They create living machines that reproduce as organic beings in the laboratory – Central Valley Business Journal

12/03/2021 at 18:04 CET
Researchers at the University of Vermont, in the United States, have created robots “living & rdquor; made in the laboratory that can reproduce spontaneously. Engineered by Artificial Intelligence (AI), they mark a new form of biological self-replication, especially promising for regenerative medicine.
The tiny robots are able to get out of the container in which they were developed, search for cells and “assemble & rdquor; a new robot, an exact copy that, after a few days, will acquire the same ability to replicate itself. The little machines were created from frog cells: these computer-engineered organisms collect individual cells inside a “mouth” and release Xenobot “hatchlings” with the same appearance and movements. In turn, the new specimens reproduce in the same way.
The embryonic cells used, which belong to a Xenopus laevis frog, would become skin in a natural context. They would serve to keep pathogens out and redistribute mucus on a tadpole’s skin, but American scientists have given it another “life”. By applying the right instructions through a computer program based on Artificial Intelligence, cells can be “redesigned & rdquor; in the lab and ready for a completely different role.
According to a press release, the researchers explained that the cells used have the genome of a frog, but when released from becoming tadpoles they use their collective intelligence, or a kind of cellular plasticity, to do something amazing: get together and create “living & rdquor; which in turn can produce exact copies of themselves. If at first it came to the attention of scientists that Xenobots could be designed to perform simple tasks, the new functions practically redefine the limits of what can be understood as biological reproduction.
These biological objects, which are basically a collection of computer-designed cells, replicate spontaneously, but including the complete and unaltered frog genome. This means that the original instructions present in the cell have managed to redirect themselves to fulfill a new objective: to group together and create an organism, which in turn will have the ability to replicate itself. Apparently we have not yet discovered all the ways in which life can reproduce itself, as perhaps we had thought.
Related topic: They create living cell robots with free will and their own personalities.
In the beginning, the father xenobot made up of about 3,000 cells, it forms a sphere. Without any “help”, the process will most likely stop there and playback will not continue. However, an Artificial Intelligence program working on the Deep Green supercomputer cluster at the University of Vermont made a difference.
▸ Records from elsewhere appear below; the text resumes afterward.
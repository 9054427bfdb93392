//! Compressing byte buffers: slicing them into words, coding the words and framing the payload
//! with a [header](header::Header).

pub mod header;
pub mod words;

use clap::ValueEnum;
use log::info;

use crate::error::{Error, Result};
use crate::models::{ContextGeometry, Dictionary};
use crate::range_coder::{Decoder, Encoder, Precision, Tick};
use crate::stream::{BitReader, BitWriter};
use crate::utils::entropy;
use crate::{Count, Ordinal};

use header::{Header, ModelParams};
use words::{check_width, split_words, WordPacker};

/// Which probability model codes the words.
#[derive(Clone, Copy, Debug, PartialEq, Eq, Hash, ValueEnum)]
pub enum ModelKind {
    /// Every word equally likely.
    Uniform,
    /// Word frequencies measured beforehand and stored in the header.
    Static,
    /// Like `static`, but every coded word is removed from the stored frequencies.
    Decreasing,
    /// Every occurrence adds a fixed weight to its word.
    Plain,
    /// Escape method A.
    A,
    /// Escape method D.
    D,
    /// Contexts of previous words, with method A statistics.
    PpmA,
    /// Contexts of previous words, with method D statistics.
    PpmD,
    /// Like `ppm-d`, but a context is only used once it has seen enough words.
    PpmDConfident,
}

/// How to compress.
#[derive(Clone, Copy, Debug, PartialEq, Eq)]
pub struct ArchiveConfig {
    /// The width of the coded words, in bits.
    pub word_bits: u16,

    pub model: ModelKind,

    /// The weight an occurrence adds, for [`ModelKind::Plain`].
    pub ratio: Count,

    /// The context shape, for the PPM kinds.
    pub context: ContextGeometry,
}

impl Default for ArchiveConfig {
    fn default() -> Self {
        Self {
            word_bits: 8,
            model: ModelKind::PpmD,
            ratio: 16,
            context: ContextGeometry::default(),
        }
    }
}

impl ArchiveConfig {
    /// Checks the configuration before anything is coded.
    pub fn validate(&self) -> Result<()> {
        check_width(self.word_bits)?;
        match self.model {
            ModelKind::Plain => check_ratio(1 << self.word_bits, self.ratio, 1),
            _ => Ok(()),
        }
    }

    fn model_params(&self, words: &[Ordinal]) -> Result<ModelParams> {
        let max_ord = 1 << self.word_bits;
        Ok(match self.model {
            ModelKind::Uniform => ModelParams::Uniform,
            ModelKind::Static => ModelParams::Static(Dictionary::from_symbols(max_ord, words)?),
            ModelKind::Decreasing => {
                ModelParams::Decreasing(Dictionary::from_symbols(max_ord, words)?)
            }
            ModelKind::Plain => ModelParams::Plain { ratio: self.ratio },
            ModelKind::A => ModelParams::A,
            ModelKind::D => ModelParams::D,
            ModelKind::PpmA => ModelParams::PpmA(self.context),
            ModelKind::PpmD => ModelParams::PpmD(self.context),
            ModelKind::PpmDConfident => ModelParams::PpmDConfident(self.context),
        })
    }
}

/// Fails with [`Error::TotalTooLarge`] if `observations` words coded with the plain model push
/// its total beyond what the coder accepts.
pub(crate) fn check_ratio(max_ord: Ordinal, ratio: Count, observations: u64) -> Result<()> {
    let limit = Precision::default().max_model_total();
    let total = ratio
        .checked_mul(observations)
        .and_then(|weight| weight.checked_add(max_ord));
    match total {
        Some(total) if total <= limit => Ok(()),
        total => Err(Error::TotalTooLarge {
            total: total.unwrap_or(Count::MAX),
            limit,
        }),
    }
}

/// What a compression produced.
#[derive(Clone, Copy, Debug, Default, PartialEq)]
pub struct ArchiveStats {
    pub input_bytes: usize,

    pub output_bytes: usize,

    pub words: u64,

    /// The length of the coded payload.
    pub payload_bits: u64,

    pub tail_bits: u64,

    /// The empirical order-0 entropy of the words, in bits per word.
    pub entropy: f64,
}

impl ArchiveStats {
    /// The average cost of a word in the payload.
    pub fn bits_per_word(&self) -> f64 {
        match self.words {
            0 => 0.0,
            words => self.payload_bits as f64 / words as f64,
        }
    }

    /// The size of the archive relative to the input.
    pub fn ratio(&self) -> f64 {
        match self.input_bytes {
            0 => 0.0,
            input => self.output_bytes as f64 / input as f64,
        }
    }
}

/// Compresses `data` according to `config`. `tick` is called after each coded word.
pub fn compress(data: &[u8], config: &ArchiveConfig, tick: Tick) -> Result<(Vec<u8>, ArchiveStats)> {
    config.validate()?;
    let (words, tail) = split_words(data, config.word_bits)?;
    if config.model == ModelKind::Plain {
        // the last word is coded before its own observation is counted
        let observations = words.len().saturating_sub(1) as u64;
        check_ratio(1 << config.word_bits, config.ratio, observations)?;
    }

    let header = Header {
        word_bits: config.word_bits,
        tail_bits: tail.len() as u16,
        model: config.model_params(&words)?,
    };
    let mut out = BitWriter::with_capacity(data.len() / 2 + 64);
    let pending = header.write(&mut out)?;

    let mut encoder = Encoder::new(header.model.build(header.max_ord()), &mut out);
    encoder.encode_all(words.iter().copied(), tick)?;
    let coding = encoder.finish();
    pending.fill(&mut out, coding);

    for bit in tail {
        out.put_bit(bit);
    }
    let archive = out.into_bytes();

    let counts = Dictionary::from_symbols(header.max_ord(), &words)?
        .entries()
        .iter()
        .map(|(_, count)| *count as usize)
        .collect::<Vec<_>>();
    let stats = ArchiveStats {
        input_bytes: data.len(),
        output_bytes: archive.len(),
        words: coding.words,
        payload_bits: coding.bits,
        tail_bits: tail.len(),
        entropy: entropy(&counts, words.len() as f64),
    };
    info!(
        "{:?}: {} words of {} bits in {} payload bits ({:.3} bits/word, entropy {:.3}), {} -> {} bytes",
        config.model,
        stats.words,
        config.word_bits,
        stats.payload_bits,
        stats.bits_per_word(),
        stats.entropy,
        stats.input_bytes,
        stats.output_bytes,
    );
    Ok((archive, stats))
}

/// Restores the data compressed into `archive` with a model of the given kind. `tick` is called
/// after each decoded word.
pub fn decompress(archive: &[u8], kind: ModelKind, tick: Tick) -> Result<Vec<u8>> {
    let mut input = BitReader::new(archive);
    let (header, coding) = Header::read(&mut input, kind)?;
    let payload_start = input.position();

    let mut decoder = Decoder::new(header.model.build(header.max_ord()), &mut input, coding.bits);
    let words = decoder.decode_all(coding.words, tick)?;

    let tail_start = payload_start + coding.bits;
    let tail = input.range(tail_start, tail_start + header.tail_bits as u64);

    let mut packer = WordPacker::with_capacity(header.word_bits, words.len())?;
    packer.extend(words);
    packer.push_tail(tail);
    let data = packer.finish();
    info!(
        "{:?}: decoded {} words of {} bits into {} bytes",
        kind,
        coding.words,
        header.word_bits,
        data.len()
    );
    Ok(data)
}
When applying a evolutionary algorithm, it was possible to “test & rdquor; billions of simulated body shapes, such as triangles, squares or pyramids, until finding those that allowed cells to be more efficient in “kinematic” replication, that is, based on movement. From that achievement, the organisms managed to replicate without major problems from the father Xenobot.
In this sense, the scientists highlighted in the new study, recently published in the Proceedings of the National Academy of Sciences (PNAS), that cell groups, when released from a developing organism, can meet and combine with other similar loose cells, and furthermore this ability does not have to evolve or be specifically introduced by genetic manipulation.
At the same time, research shows that Artificial intelligence can help to design model organisms that reproduce better: this same concept can be applied in the future to “guide & rdquor; to human cells in the desired sense, for example by eliminating diseases, giving new life to organs that are no longer functional or creating new ones.
Kinematic self-replication in reconfigurable organisms. Sam Kriegman, Douglas Blackiston, Michael Levin and Josh Bongard. PNAS (2021). DOI: https: //
Photo: kalhh on Pixabay.
Video: University of Vermont / YouTube.